Simularono incidente stradale per coprire infortunio sul lavoro: in cinque vanno a processo

L’operaio rimasto paralizzato dopo l’incidente sul lavoro avrebbe taciuto perché sposato con la figlia del capo

Cinque persone sono state rinviate a giudizio per aver simulato un incidente stradale e coperto un grave infortunio sul lavoro.
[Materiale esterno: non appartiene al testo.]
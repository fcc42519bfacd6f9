// src/db/dashboard_repo.rs

use chrono::{Duration, NaiveDate};
use rust_decimal::Decimal;
use sqlx::{Acquire, Executor, PgPool, Postgres};
use uuid::Uuid;

use crate::{
    common::error::AppError,
    models::{
        dashboard::DashboardSummary,
        medicine::{EXPIRING_MONTH_DAYS, EXPIRING_SOON_DAYS},
    },
};

#[derive(Clone)]
pub struct DashboardRepository {
    pool: PgPool,
}

impl DashboardRepository {
    pub fn new(pool: PgPool) -> Self {
        Self { pool }
    }

    pub async fn summary(&self, user_id: Uuid, today: NaiveDate) -> Result<DashboardSummary, AppError> {
        self.get_summary(&self.pool, user_id, today).await
    }

    // Resumo geral. Todo SUM/COUNT passa por COALESCE: sem linhas, o resultado é 0.
    // Abre a própria transação: o executor não pode estar no meio de outra.
    pub async fn get_summary<'e, E>(
        &self,
        executor: E,
        user_id: Uuid,
        today: NaiveDate,
    ) -> Result<DashboardSummary, AppError>
    where
        E: Executor<'e, Database = Postgres> + Acquire<'e, Database = Postgres>,
    {
        // REPEATABLE READ: as quatro consultas leem o mesmo snapshot
        let mut tx = executor.begin().await?;
        sqlx::query("SET TRANSACTION ISOLATION LEVEL REPEATABLE READ")
            .execute(&mut *tx)
            .await?;

        // A. Medicamentos (contagem, quantidade, janelas de vencimento e estoque baixo)
        let (total_medicines, total_quantity, expiring_week_count, expiring_month_count, low_stock_count) =
            sqlx::query_as::<_, (i64, i64, i64, i64, i64)>(
                r#"
                SELECT
                    COUNT(*),
                    COALESCE(SUM(quantity), 0)::BIGINT,
                    COUNT(*) FILTER (WHERE expiry_date BETWEEN $2 AND $3),
                    COUNT(*) FILTER (WHERE expiry_date BETWEEN $2 AND $4),
                    COUNT(*) FILTER (WHERE quantity <= low_stock_alert)
                FROM medicines
                WHERE user_id = $1
                "#,
            )
            .bind(user_id)
            .bind(today)
            .bind(today + Duration::days(EXPIRING_SOON_DAYS))
            .bind(today + Duration::days(EXPIRING_MONTH_DAYS))
            .fetch_one(&mut *tx)
            .await?;

        // B. Valor em estoque, ignorando o que já foi registrado como vencido
        let total_stock_value: Decimal = sqlx::query_scalar(
            r#"
            SELECT COALESCE(SUM(m.quantity * m.price), 0)
            FROM medicines m
            WHERE m.user_id = $1
              AND NOT EXISTS (SELECT 1 FROM expired_medicines e WHERE e.medicine_id = m.id)
            "#,
        )
        .bind(user_id)
        .fetch_one(&mut *tx)
        .await?;

        // C. Vendas de hoje (dia civil em UTC)
        let today_sales: Decimal = sqlx::query_scalar(
            r#"
            SELECT COALESCE(SUM(total_amount), 0)
            FROM sales
            WHERE user_id = $1 AND (sale_date AT TIME ZONE 'UTC')::date = $2
            "#,
        )
        .bind(user_id)
        .bind(today)
        .fetch_one(&mut *tx)
        .await?;

        // D. Vencidos
        let (expired_count, expired_value) = sqlx::query_as::<_, (i64, Decimal)>(
            r#"
            SELECT COUNT(*), COALESCE(SUM(original_value), 0)
            FROM expired_medicines
            WHERE user_id = $1
            "#,
        )
        .bind(user_id)
        .fetch_one(&mut *tx)
        .await?;

        tx.commit().await?;

        Ok(DashboardSummary {
            total_medicines,
            expired_count,
            total_stock_value,
            today_sales,
            expired_value,
            total_quantity,
            expiring_week_count,
            expiring_month_count,
            low_stock_count,
        })
    }
}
I cinque sono il titolare di una ditta di Asti, tre operai e la vittima rimasta paralizzata.

I fatti risalgono al 10 ottobre 2018 quando un operaio si ribalta con un escavatore sull'autostrada A12, lungo il cavalcavia Rio Rezza, all'altezza di Lavagna. 

Ma la prima preoccupazione del suo capo fu quella di caricare l'allora 32enne su un furgone e riportarlo in carreggiata per fingere l'investimento da parte di un'auto pirata. 

Gli inquirenti, coordinati dal sostituto procuratore Daniela Pischetola, hanno esaminato le immagini delle telecamere e notato che all'ora del presunto investimento transitatò una sola auto, rintracciata a Bologna senza alcun segno compatibile con l'investimento. 

Poi, la svolta nelle indagini grazie ad una telefonata anonima arrivata in procura: l'operaio si era ribaltato alla guida dell'escavatore. La polizia stradale ha trovato il mezzo, di cui era stato denunciato il furto, ad Asti con alcuni pezzi mancanti rimossi, secondo l'accusa, per nascondere le tracce dell'infortunio. 

Il ferito, all'epoca 32enne, avrebbe sempre nascosto la verità perché sposato con la figlia del suo datore di lavoro.